Queue and Wait Time Prediction
From use case: Queue and Wait Time Prediction
One of the earliest and most widely cited deployments of queue prediction technology occurred at Tesco, the British grocery chain. In 2006, Tesco chief executive Sir Terry Leahy credited thermal imaging queue-sensing cameras, supplied by Irisys, as a key factor in the company's half-year pre-tax profits rising 10%. The system enabled store managers to monitor service levels by customer, by store, and by the minute, with Tesco reporting that a quarter of a million more customers per week no longer had to queue as a result of the deployment. The technology used overhead thermal sensors to count customers approaching checkout areas and predict staffing needs in real time.
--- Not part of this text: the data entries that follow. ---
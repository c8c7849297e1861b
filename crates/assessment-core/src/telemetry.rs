//! Tracing initialisation for assessment binaries.
//!
//! Call [`init_tracing`] once at program start. Later calls are ignored
//! because the global subscriber can only be set once per process.

use tracing::Level;
use tracing_subscriber::layer::SubscriberExt;
use tracing_subscriber::util::SubscriberInitExt;
use tracing_subscriber::{fmt, EnvFilter};

/// Environment variable checked before `RUST_LOG`.
pub const LOG_ENV: &str = "ASSESS_LOG";

/// Filter from `ASSESS_LOG`, then `RUST_LOG`, then `level`.
pub fn env_filter(level: Level) -> EnvFilter {
    EnvFilter::try_from_env(LOG_ENV)
        .or_else(|_| EnvFilter::try_from_default_env())
        .unwrap_or_else(|_| EnvFilter::new(level.as_str()))
}

/// Initialise the global tracing subscriber.
///
/// * `json` - emit newline-delimited JSON instead of human-readable lines.
/// * `level` - default verbosity when neither env variable is set.
pub fn init_tracing(json: bool, level: Level) {
    let filter = env_filter(level);
    let registry = tracing_subscriber::registry().with(filter);

    let result = if json {
        registry
            .with(fmt::layer().with_target(false).json().flatten_event(true))
            .try_init()
    } else {
        registry
            .with(fmt::layer().with_target(false).with_writer(std::io::stderr))
            .try_init()
    };
    if result.is_err() {
        tracing::debug!("tracing subscriber already initialised");
    }
}
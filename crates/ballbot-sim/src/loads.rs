//! Load-side dynamics for the torque couplings.
//!
//! Each load is a strategy struct holding only the scalar coefficients it
//! needs, captured from the simulation state at the start of a fixed step.
//! That keeps every model independently testable and keeps the coupling
//! solver free of references into mutable simulation state.

use ballbot_core::coupling::TorqueInterface;

const G: f64 = 9.81;

/// Rolling dynamics of the driven sphere.
///
/// `accel(τ) = (τ − coriolis_torque) / inertia`, where the inertia is that
/// of the loaded sphere about its rolling axis,
/// `(m_s + m_p)·r²·(2/3 + sin²tilt)`, and the coriolis torque couples the
/// spin rate to the tilt rate.
#[derive(Debug, Clone, Copy)]
pub struct DriveLoad {
    coriolis_torque: f64,
    inertia: f64,
}

impl DriveLoad {
    pub fn new(
        radius: f64,
        total_mass: f64,
        tilt: f64,
        angular_velocity: f64,
        tilt_velocity: f64,
    ) -> Self {
        Self {
            coriolis_torque: radius * tilt.cos() * angular_velocity * tilt_velocity,
            inertia: total_mass * radius * radius * (2.0 / 3.0 + tilt.sin() * tilt.sin()),
        }
    }
}

impl TorqueInterface for DriveLoad {
    fn acceleration(&self, torque: f64) -> f64 {
        (torque - self.coriolis_torque) / self.inertia
    }

    fn inertia(&self, _torque: f64) -> f64 {
        1.0 / self.inertia
    }
}

/// Tilt dynamics of the sphere shell about its fore-aft axis.
///
/// `accel(τ) = 3τ / (2·(m_s + m_p)·r²)`.
#[derive(Debug, Clone, Copy)]
pub struct TiltLoad {
    inertia: f64,
}

impl TiltLoad {
    pub fn new(radius: f64, total_mass: f64) -> Self {
        Self {
            inertia: 2.0 * total_mass * radius * radius / 3.0,
        }
    }
}

impl TorqueInterface for TiltLoad {
    fn acceleration(&self, torque: f64) -> f64 {
        torque / self.inertia
    }

    fn inertia(&self, _torque: f64) -> f64 {
        1.0 / self.inertia
    }
}

/// Reaction of the platform to the drive torque, restored by the pendulum
/// bob's weight.
///
/// `accel(τ) = (τ − L·cos(pendulum_angle)·sin(platform_angle)·m_p·g) / (m_p·L²)`
#[derive(Debug, Clone, Copy)]
pub struct PlatformLoad {
    gravity_torque: f64,
    inertia: f64,
}

impl PlatformLoad {
    pub fn new(
        pendulum_mass: f64,
        pendulum_length: f64,
        platform_angle: f64,
        pendulum_angle: f64,
    ) -> Self {
        Self {
            gravity_torque: pendulum_length
                * pendulum_angle.cos()
                * platform_angle.sin()
                * pendulum_mass
                * G,
            inertia: pendulum_mass * pendulum_length * pendulum_length,
        }
    }
}

impl TorqueInterface for PlatformLoad {
    fn acceleration(&self, torque: f64) -> f64 {
        (torque - self.gravity_torque) / self.inertia
    }

    fn inertia(&self, _torque: f64) -> f64 {
        1.0 / self.inertia
    }
}

/// Reaction of the pendulum to the tilt torque; the mirror of
/// [`PlatformLoad`] with the two angles swapped.
#[derive(Debug, Clone, Copy)]
pub struct PendulumLoad {
    gravity_torque: f64,
    inertia: f64,
}

impl PendulumLoad {
    pub fn new(
        pendulum_mass: f64,
        pendulum_length: f64,
        platform_angle: f64,
        pendulum_angle: f64,
    ) -> Self {
        Self {
            gravity_torque: pendulum_length
                * platform_angle.cos()
                * pendulum_angle.sin()
                * pendulum_mass
                * G,
            inertia: pendulum_mass * pendulum_length * pendulum_length,
        }
    }
}

impl TorqueInterface for PendulumLoad {
    fn acceleration(&self, torque: f64) -> f64 {
        (torque - self.gravity_torque) / self.inertia
    }

    fn inertia(&self, _torque: f64) -> f64 {
        1.0 / self.inertia
    }
}

#[cfg(test)]
mod tests {
    use super::*;
    use approx::assert_relative_eq;
    use std::f64::consts::PI;

    #[test]
    fn drive_load_matches_hand_computation() {
        let load = DriveLoad::new(1.0, 59.0, 0.4 * PI, 2.0, 0.1);

        let tilt: f64 = 0.4 * PI;
        let inertia = 59.0 * (2.0 / 3.0 + tilt.sin() * tilt.sin());
        let coriolis = tilt.cos() * 2.0 * 0.1;

        assert_relative_eq!(
            load.acceleration(0.5),
            (0.5 - coriolis) / inertia,
            epsilon = 1e-12
        );
        assert_relative_eq!(load.inertia(0.5), 1.0 / inertia, epsilon = 1e-12);
    }

    #[test]
    fn tilting_raises_the_rolling_inertia() {
        let upright = DriveLoad::new(1.0, 59.0, 0.0, 0.0, 0.0);
        let tipped = DriveLoad::new(1.0, 59.0, 0.5 * PI, 0.0, 0.0);

        // The interface exposes 1/I, so a larger rolling inertia reads as
        // a smaller torque sensitivity.
        assert!(tipped.inertia(0.0) < upright.inertia(0.0));
    }

    #[test]
    fn tilt_load_is_pure_inertia() {
        let load = TiltLoad::new(1.0, 59.0);

        assert_relative_eq!(
            load.acceleration(1.0),
            3.0 / (2.0 * 59.0),
            epsilon = 1e-12
        );
        assert_relative_eq!(load.acceleration(0.0), 0.0, epsilon = 1e-12);
    }

    #[test]
    fn platform_gravity_restores_toward_zero() {
        let displaced = PlatformLoad::new(50.0, 0.7, 0.2, 0.0);

        // Positive platform angle, no torque: acceleration pulls back.
        assert!(displaced.acceleration(0.0) < 0.0);

        let centered = PlatformLoad::new(50.0, 0.7, 0.0, 0.0);
        assert_relative_eq!(centered.acceleration(0.0), 0.0, epsilon = 1e-12);
    }

    #[test]
    fn pendulum_mirrors_platform_with_swapped_angles() {
        let platform = PlatformLoad::new(50.0, 0.7, 0.2, 0.3);
        let pendulum = PendulumLoad::new(50.0, 0.7, 0.3, 0.2);

        assert_relative_eq!(
            platform.acceleration(0.1),
            pendulum.acceleration(0.1),
            epsilon = 1e-12
        );
    }

    #[test]
    fn inertia_is_the_acceleration_slope() {
        let loads: [&dyn TorqueInterface; 4] = [
            &DriveLoad::new(1.0, 59.0, 0.4 * PI, 2.0, 0.1),
            &TiltLoad::new(1.0, 59.0),
            &PlatformLoad::new(50.0, 0.7, 0.2, 0.3),
            &PendulumLoad::new(50.0, 0.7, 0.2, 0.3),
        ];

        for load in loads {
            let slope = load.acceleration(1.0) - load.acceleration(0.0);
            assert_relative_eq!(slope, load.inertia(0.5), epsilon = 1e-12);
        }
    }
}
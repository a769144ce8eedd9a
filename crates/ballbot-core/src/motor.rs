//! Brushed DC motor model.
//!
//! The motor couples an electrical circuit to a mechanical rotor:
//! - Mechanical: `I·ω̇ = Kt·i − b·ω − τ_ext`
//! - Electrical: `L·i̇ = V − Kv·ω − R·i`
//!
//! Both equations advance with forward Euler in [`Motor::update`]. The
//! acceleration side is also exposed algebraically through
//! [`Motor::coupling_acceleration`] so a solver can probe the curve for a
//! hypothetical external torque before the step is committed.

/// Electrical and mechanical constants of a brushed DC motor.
#[derive(Debug, Clone, Copy, PartialEq)]
pub struct MotorParams {
    /// Torque constant Kt (Nm/A).
    pub torque_constant: f64,
    /// Back-EMF constant Kv (V·s/rad).
    pub back_emf_constant: f64,
    /// Viscous rotor damping (Nm·s/rad).
    pub damping: f64,
    /// Rotor inertia (kg·m²).
    pub inertia: f64,
    /// Armature resistance (Ω).
    pub resistance: f64,
    /// Armature inductance (H).
    pub inductance: f64,
}

/// DC motor with mutable {angular velocity, current} state.
///
/// [`Motor::update`] is the only mutator; the coupling probes are pure.
/// For stability, `dt` should stay well below the electrical time constant
/// `L/R`.
#[derive(Debug, Clone)]
pub struct Motor {
    params: MotorParams,
    angular_velocity: f64,
    current: f64,
}

impl Motor {
    /// Create a motor at rest with no armature current.
    pub fn new(params: MotorParams) -> Self {
        Self {
            params,
            angular_velocity: 0.0,
            current: 0.0,
        }
    }

    /// Jump the state to the unloaded equilibrium for `velocity`:
    /// the current that exactly balances viscous damping.
    pub fn bring_to_steady_state(&mut self, velocity: f64) {
        self.angular_velocity = velocity;
        self.current = (self.params.damping * velocity) / self.params.torque_constant;
    }

    /// Advance the coupled electrical/mechanical ODE pair by `dt`,
    /// with `torque` opposing the rotor externally.
    pub fn update(&mut self, voltage: f64, torque: f64, dt: f64) {
        let dw = self.coupling_acceleration(torque);
        let di = (voltage
            - self.params.back_emf_constant * self.angular_velocity
            - self.params.resistance * self.current)
            / self.params.inductance;

        self.angular_velocity += dw * dt;
        self.current += di * dt;
    }

    /// Instantaneous rotor acceleration under an assumed external `torque`.
    /// Does not mutate state.
    pub fn coupling_acceleration(&self, torque: f64) -> f64 {
        (self.params.torque_constant * self.current
            - self.params.damping * self.angular_velocity
            - torque)
            / self.params.inertia
    }

    /// Partial derivative of [`Motor::coupling_acceleration`] with respect
    /// to torque. Constant for this model.
    pub fn coupling_inertia(&self, _torque: f64) -> f64 {
        -1.0 / self.params.inertia
    }

    /// Rotor angular velocity (rad/s).
    pub fn velocity(&self) -> f64 {
        self.angular_velocity
    }

    /// Armature current (A).
    pub fn current(&self) -> f64 {
        self.current
    }
}

/// Named motor presets based on real hobby-robotics hardware.
pub mod presets {
    use super::{Motor, MotorParams};

    /// 2.5-inch CIM-class motor.
    pub fn cim() -> Motor {
        Motor::new(MotorParams {
            torque_constant: 1.84e-2,
            back_emf_constant: 2.11e-2,
            damping: 8.91e-2,
            inertia: 7.65e-5,
            resistance: 9.16e-2,
            inductance: 5.90e-5,
        })
    }

    /// Small 775-class DC motor (775pro datasheet: 0.71 Nm stall at 134 A,
    /// 18730 rpm free speed on 12 V).
    pub fn vex_775() -> Motor {
        Motor::new(MotorParams {
            torque_constant: 5.30e-3,
            back_emf_constant: 6.12e-3,
            damping: 1.20e-6,
            inertia: 8.00e-6,
            resistance: 8.96e-2,
            inductance: 5.00e-5,
        })
    }
}
//! Geometric helpers on top of nalgebra.
//!
//! Geometry here is total: operations that would divide by a vanishing
//! length fall back to a defined result instead of signalling an error.

use nalgebra::{Unit, UnitQuaternion, Vector3};

/// Length below which a vector is treated as degenerate.
pub const DEGENERATE_LENGTH: f64 = 1e-6;

/// Normalize `v`, returning the input unchanged when its length is below
/// [`DEGENERATE_LENGTH`].
pub fn safe_normalize(v: Vector3<f64>) -> Vector3<f64> {
    let length = v.norm();
    if length < DEGENERATE_LENGTH {
        v
    } else {
        v / length
    }
}

/// Rotation of `theta` radians about `axis`.
///
/// The axis is normalized first. A degenerate axis yields the identity
/// rotation, keeping the unit-norm invariant of the result.
pub fn rotation_about(axis: Vector3<f64>, theta: f64) -> UnitQuaternion<f64> {
    let length = axis.norm();
    if length < DEGENERATE_LENGTH {
        return UnitQuaternion::identity();
    }
    UnitQuaternion::from_axis_angle(&Unit::new_unchecked(axis / length), theta)
}

#[cfg(test)]
mod tests {
    use super::*;
    use approx::assert_relative_eq;
    use std::f64::consts::PI;

    #[test]
    fn normalize_is_idempotent() {
        let v = Vector3::new(3.0, -4.0, 12.0);
        let once = safe_normalize(v);
        let twice = safe_normalize(once);

        assert_relative_eq!(once.norm(), 1.0, epsilon = 1e-12);
        assert_relative_eq!(once, twice, epsilon = 1e-12);
    }

    #[test]
    fn normalize_leaves_degenerate_vectors_unchanged() {
        let v = Vector3::new(1e-9, -2e-9, 0.0);
        assert_eq!(safe_normalize(v), v);
        assert_eq!(safe_normalize(Vector3::zeros()), Vector3::zeros());
    }

    #[test]
    fn rotation_round_trips() {
        let axes = [
            Vector3::new(1.0, 0.0, 0.0),
            Vector3::new(0.0, 0.0, -1.0),
            Vector3::new(1.0, 2.0, 3.0),
            Vector3::new(-0.3, 0.5, 0.1),
        ];
        let v = Vector3::new(0.7, -1.3, 2.1);

        for axis in axes {
            for i in -8..=8 {
                let theta = 0.25 * PI * i as f64;
                let forward = rotation_about(axis, theta);
                let back = rotation_about(axis, -theta);
                let round_trip = back * (forward * v);

                assert_relative_eq!(round_trip, v, epsilon = 1e-9);
            }
        }
    }

    #[test]
    fn rotation_normalizes_axis_first() {
        let v = Vector3::new(1.0, 0.0, 0.0);
        let from_unit = rotation_about(Vector3::new(0.0, 0.0, 1.0), 0.5);
        let from_scaled = rotation_about(Vector3::new(0.0, 0.0, 17.0), 0.5);

        assert_relative_eq!(from_unit * v, from_scaled * v, epsilon = 1e-12);
    }

    #[test]
    fn degenerate_axis_yields_identity() {
        let q = rotation_about(Vector3::zeros(), 1.3);
        let v = Vector3::new(0.2, 0.4, -0.6);
        assert_relative_eq!(q * v, v, epsilon = 1e-12);
    }
}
In the U.S. grocery sector, Kroger implemented Irisys thermal imaging technology in 2008. Marnette Perry, then senior vice president of retail operations, credited the people-counting devices with helping reduce customer wait times from four minutes to less than 30 seconds. The system analyzed foot traffic patterns to predict checkout demand and trigger staffing adjustments before queues formed. Additional U.S. grocery deployments followed, with Ralphs installing infrared cameras and body heat detectors across nearly all of its supermarkets in 2013, and Hawaii-based Foodland deploying thermal people-counting and checkout management sensors to optimize staffing across its store network in the same year.
More recently, a computer vision queue management pilot conducted by Agmis at one of Central and Eastern Europe's largest retailers demonstrated the next generation of AI-driven queue prediction. Using existing security cameras and deep learning algorithms, the system monitored all manned counters simultaneously and predicted queue formation before lines developed. During the two-month trial, the system prevented 237 queue formation incidents per store per day and reduced cashier idle time by 57.66%, equivalent to reclaiming over 2.5 productive labor-hours per store daily.